Hempel, 53, is well known for taking time with her craft. ("If she wrote enough," confessed Chuck Palahniuk in an essay in LA Weekly, "I'd just stay home and read in bed all day.") "I think this newest book took me seven years," Hempel says. "And it's slender!" She also takes at least a year off from fiction writing when she finishes a book. After completing 1997's Tumble Home, she worked, like the aforementioned narrator, pre-training seeing-eye dogs.

This time around, though, "I'm going to crime school!" she says giddily, as if she can't quite believe it herself. She puts her hand on Crime and Criminals. "This is one of my textbooks." After several years of devouring books about crime and wondering "not why we do it, but why all of us aren't doing it," she has enrolled at John Jay College of Criminal Justice (sports team: the Bloodhounds), where she plans to get a master's in forensic psychology.

Between taking classes, volunteering at an East Harlem animal shelter and preparing for her book's publication, Hempel is teaching a writing workshop at Columbia University; for many years she has taught in Bennington College's low-residency MFA program. "It's wonderful," she says. "We can bring our dogs."

After a "very nonlinear education" at five California colleges, where she studied journalism and pre-med, Hempel moved from California to New York "to work in publishing, for, like, this long." She holds out her finger and a thumb about an inch apart. Briefly a Putnam publicity assistant (she took a walk one day at lunch and never returned to the office), she later worked as an editorial assistant at Crown. When her boss wouldn't let her take time off to attend the Bread Loaf Writers' Conference, she quit.

Of her writing education, she says, "I did a kind of old-fashioned thing. I apprenticed myself to a master." That master was editor Gordon Lish; fellow students in his famed private workshops included her friends Mark Richard ("the one who dazzled us every week") and National Book Award winner Lily Tuck.

Lish, then an editor at Knopf, published Hempel's first two collections (in 1985 and 1990) and, several years later, HarperCollins's then editor-in-chief, the late Robert Jones, published new editions: "He was a very dear friend who wanted the books back in print." By the time Tumble Home was finished, Lish had left Knopf, so Hempel's long-time agent, Liz Darhansoff, sent the manuscript to Nan Graham at Scribner. "I was very keen on her for a long time," Hempel says. "So I've been very lucky in that respect, having two really first-rate editors."

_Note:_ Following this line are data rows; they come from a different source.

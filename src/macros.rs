//! Logging macros for named loggers.
//!
//! A message may be a format string with arguments, or a plain message
//! followed by `;` and `key => value` pairs that become event fields.
//!
//! # Examples
//!
//! ```
//! use rust_log_pipeline::prelude::*;
//! use rust_log_pipeline::info;
//!
//! let system = LoggingSystem::new();
//! let logger = system.new_logger("server", KeyValues::new());
//!
//! info!(logger, "Server started");
//!
//! let port = 8080;
//! info!(logger, "Server listening on port {}", port);
//!
//! info!(logger, "Request served"; "path" => "/api/health", "status" => 200);
//! ```

/// Log at an explicit level.
///
/// ```
/// # use rust_log_pipeline::prelude::*;
/// # let logger = LoggingSystem::new().new_logger("db", KeyValues::new());
/// use rust_log_pipeline::log;
/// log!(logger, LogLevel::Info, "Simple message");
/// log!(logger, LogLevel::Error, "Error code: {}", 500);
/// log!(logger, LogLevel::Warn, "Slow query"; "ms" => 1200);
/// ```
#[macro_export]
macro_rules! log {
    ($logger:expr, $level:expr, $msg:expr; $($key:expr => $value:expr),+ $(,)?) => {
        $logger.log(
            $level,
            $msg,
            $crate::KeyValues::new()$(.with($key, $value))+,
        )
    };
    ($logger:expr, $level:expr, $($arg:tt)+) => {
        $logger.log($level, format!($($arg)+), $crate::KeyValues::new())
    };
}

/// Log a debug-level message.
#[macro_export]
macro_rules! debug {
    ($logger:expr, $($arg:tt)+) => {
        $crate::log!($logger, $crate::LogLevel::Debug, $($arg)+)
    };
}

/// Log an info-level message.
#[macro_export]
macro_rules! info {
    ($logger:expr, $($arg:tt)+) => {
        $crate::log!($logger, $crate::LogLevel::Info, $($arg)+)
    };
}

/// Log a warning-level message.
#[macro_export]
macro_rules! warn {
    ($logger:expr, $($arg:tt)+) => {
        $crate::log!($logger, $crate::LogLevel::Warn, $($arg)+)
    };
}

/// Log an error-level message.
///
/// ```
/// # use rust_log_pipeline::prelude::*;
/// # let logger = LoggingSystem::new().new_logger("db", KeyValues::new());
/// use rust_log_pipeline::error;
/// error!(logger, "Failed to connect to database");
/// error!(logger, "Query failed"; "err" => "timeout", "attempt" => 3);
/// ```
#[macro_export]
macro_rules! error {
    ($logger:expr, $($arg:tt)+) => {
        $crate::log!($logger, $crate::LogLevel::Error, $($arg)+)
    };
}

While Hempel's fiction draws on her own experiences, it does not come across as autobiographical, in part because "you can't help but mythologize as you go" and in part because of its remarkable craft, most apparent in its lean, unflinching sentences. "There's a lot of content from my life and some of my friends' lives in my stories and always has been, but that's more the point of departure." One story in The Dog of the Marriage was written solely to get to its final line—"Nothing is a long time ago"—which a friend once said to her.

It is this kind of attention to small, extraordinary moments that informs not just Hempel's stories but her reason for writing them. In a talk her friend and fellow Lish author Barry Hannah once gave, he explained that "he wanted to write something that would say... 'This was life, and we were all here." She pauses. "I also think often about what Maxine Kumin said, which is that contemporary life demands elegy from us. I agree with that. A lot of my writing takes the form of an elegy—for a person, for a place, for a marriage—for so many things that were there or were good and aren't there now or aren't good now. That's a huge motivation of mine."

But she isn't writing fiction—at least not right now. "I feel like, okay, I know how to write a short story by now, so let's go learn something really different." Poor Chuck Palahniuk—he might have to wait another seven years for Hempel's next book. But Hempel seems thrilled by her freedom. "Not writing when you want to be writing is a horrible feeling," she says. "Not writing when you're not wanting to is fabulous!"